In the course of a few days, the assistant superintendent resigned, the superintendent came under criticism from the mayor for his leadership, the mayor set up a meeting to discuss his leadership, the mayor canceled the meeting after discovering it would have violated the state’s Open Meeting Laws, and now, the matter has been put off to an uncertain future date.
For now, this is receding into the background. But it is not over, and at this point it can’t be washed away. These are serious accusations that have been leveled by Mayor Donna Holaday against Superintendent Marc Kerble. They have damaged Kerble’s reputation and generated questions, if not doubt, about his leadership.
Newburyporters deserve a more detailed and conclusive account of what the concerns are regarding the management of the school department, and what the justifications are for them. And Kerble deserves a chance to hear these charges and defend himself. The School Committee is planning a “retreat” meeting next week, at which at least some of these issues are expected to be discussed. We hope that the committee will tackle this issue head-on, and come to a conclusion that puts this issue to rest.
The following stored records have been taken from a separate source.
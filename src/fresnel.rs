use crate::Float;
use crate::math::{safe_sqrt, sqr};
use crate::spectrum::SampledSpectrum;

/// Unpolarized Fresnel reflectance at a dielectric interface with relative index `eta`.
/// A negative `cos_theta_i` means the incident direction is on the inside.
pub fn fr_dielectric(cos_theta_i: Float, mut eta: Float) -> Float {
    let mut cos_theta_i = cos_theta_i.clamp(-1.0, 1.0);
    if cos_theta_i < 0.0 {
        eta = 1.0 / eta;
        cos_theta_i = -cos_theta_i;
    }

    // compute cos_theta_t using snell's law
    let sin2_theta_i = 1.0 - sqr(cos_theta_i);
    let sin2_theta_t = sin2_theta_i / sqr(eta);
    if sin2_theta_t >= 1.0 {
        return 1.0; // total internal reflection
    }
    let cos_theta_t = safe_sqrt(1.0 - sin2_theta_t);

    let r_parl = (eta * cos_theta_i - cos_theta_t) / (eta * cos_theta_i + cos_theta_t);
    let r_perp = (cos_theta_i - eta * cos_theta_t) / (cos_theta_i + eta * cos_theta_t);
    (sqr(r_parl) + sqr(r_perp)) / 2.0
}

/// Fresnel reflectance of a conductor with complex index `eta + i k`, seen from outside.
#[allow(non_snake_case)]
pub fn fr_conductor(cos_theta_i: Float, eta: SampledSpectrum, k: SampledSpectrum) -> SampledSpectrum {
    let cos_theta_i = cos_theta_i.clamp(0.0, 1.0);

    let cos_theta_i2 = cos_theta_i * cos_theta_i;
    let sin_theta_i2 = 1.0 - cos_theta_i2;
    let eta2 = eta * eta;
    let eta_k2 = k * k;

    let t0 = eta2 - eta_k2 - sin_theta_i2;
    let a2plusb2 = (t0 * t0 + 4.0 * eta2 * eta_k2).clamp_zero().sqrt();
    let t1 = a2plusb2 + cos_theta_i2;
    let a = (0.5 * (a2plusb2 + t0)).clamp_zero().sqrt();
    let t2 = 2.0 * cos_theta_i * a;
    let Rs = (t1 - t2).safe_div(t1 + t2);

    let t3 = cos_theta_i2 * a2plusb2 + sin_theta_i2 * sin_theta_i2;
    let t4 = t2 * sin_theta_i2;
    let Rp = Rs * (t3 - t4).safe_div(t3 + t4);

    0.5 * (Rp + Rs)
}

#[cfg(test)]
mod tests {
    use super::*;
    use approx::assert_abs_diff_eq;

    #[test]
    fn dielectric_normal_incidence() {
        // ((eta - 1) / (eta + 1))^2
        assert_abs_diff_eq!(fr_dielectric(1.0, 1.5), 0.04, epsilon = 1e-6);
        assert_abs_diff_eq!(fr_dielectric(-1.0, 1.5), 0.04, epsilon = 1e-6);
        assert_abs_diff_eq!(fr_dielectric(0.0, 1.5), 1.0, epsilon = 1e-6);
        assert_eq!(fr_dielectric(0.7, 1.0), 0.0);
    }

    #[test]
    fn total_internal_reflection() {
        // critical angle for eta 1.5 from inside is asin(1 / 1.5), about 41.8 degrees
        let cos_60 = (60.0 as Float).to_radians().cos();
        assert_eq!(fr_dielectric(-cos_60, 1.5), 1.0);
    }

    #[test]
    fn conductor_normal_incidence() {
        let eta = SampledSpectrum::uniform(0.2);
        let k = SampledSpectrum::uniform(3.0);
        let expected = (sqr(0.2 - 1.0) + 9.0) / (sqr(0.2 + 1.0) + 9.0);
        let r = fr_conductor(1.0, eta, k);
        assert_abs_diff_eq!(r[0], expected, epsilon = 1e-5);

        // without absorption it matches the dielectric
        let r = fr_conductor(0.6, SampledSpectrum::uniform(1.5), SampledSpectrum::zero());
        assert_abs_diff_eq!(r[2], fr_dielectric(0.6, 1.5), epsilon = 1e-5);
    }
}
We’ve not seen the kind of criticism leveled at a superintendent by a sitting mayor, nor has any recent superintendent faced such a management conflict.
The resignation of Assistant Superintendent Deirdre Farrell last week was the catalyst that set things in motion, and it’s clear it launched a concerted attempt to draw negative attention to Kerble.
Farrell was expected to play a key role in managing the two major school building projects that are about to get underway -- the building of a new Bresnahan Elementary School and the renovation of the Nock school. Instead, she took a job in Amesbury’s school department and addressed her resignation letter to the mayor. The letter offered praise to the mayor, and all Kerble got was a “cc” of the letter. This seemed to be a directed slight against Kerble.
The mayor criticized Kerble’s leadership, and pointed to a School Committee meeting that took place in late July, during Yankee Homecoming Week, traditionally a week when the city’s eyes and attention are absorbed by the citywide celebration. At that meeting, the School Committee did something of note -- it gave Kerble a “needs improvement” grade, using a new set of evaluation tools that in the coming years all teachers will be required to undergo.
Kerble had volunteered to be the first to be subjected to the new evaluation tool. Teachers are already apprehensive about these evaluations. No doubt after seeing what happened to Kerble, they will feel even more uneasy.
There has been a concerted effort on the mayor’s part to draw attention to Kerble’s leadership skills. The attention has been gotten, and now the rest of the story needs to be told.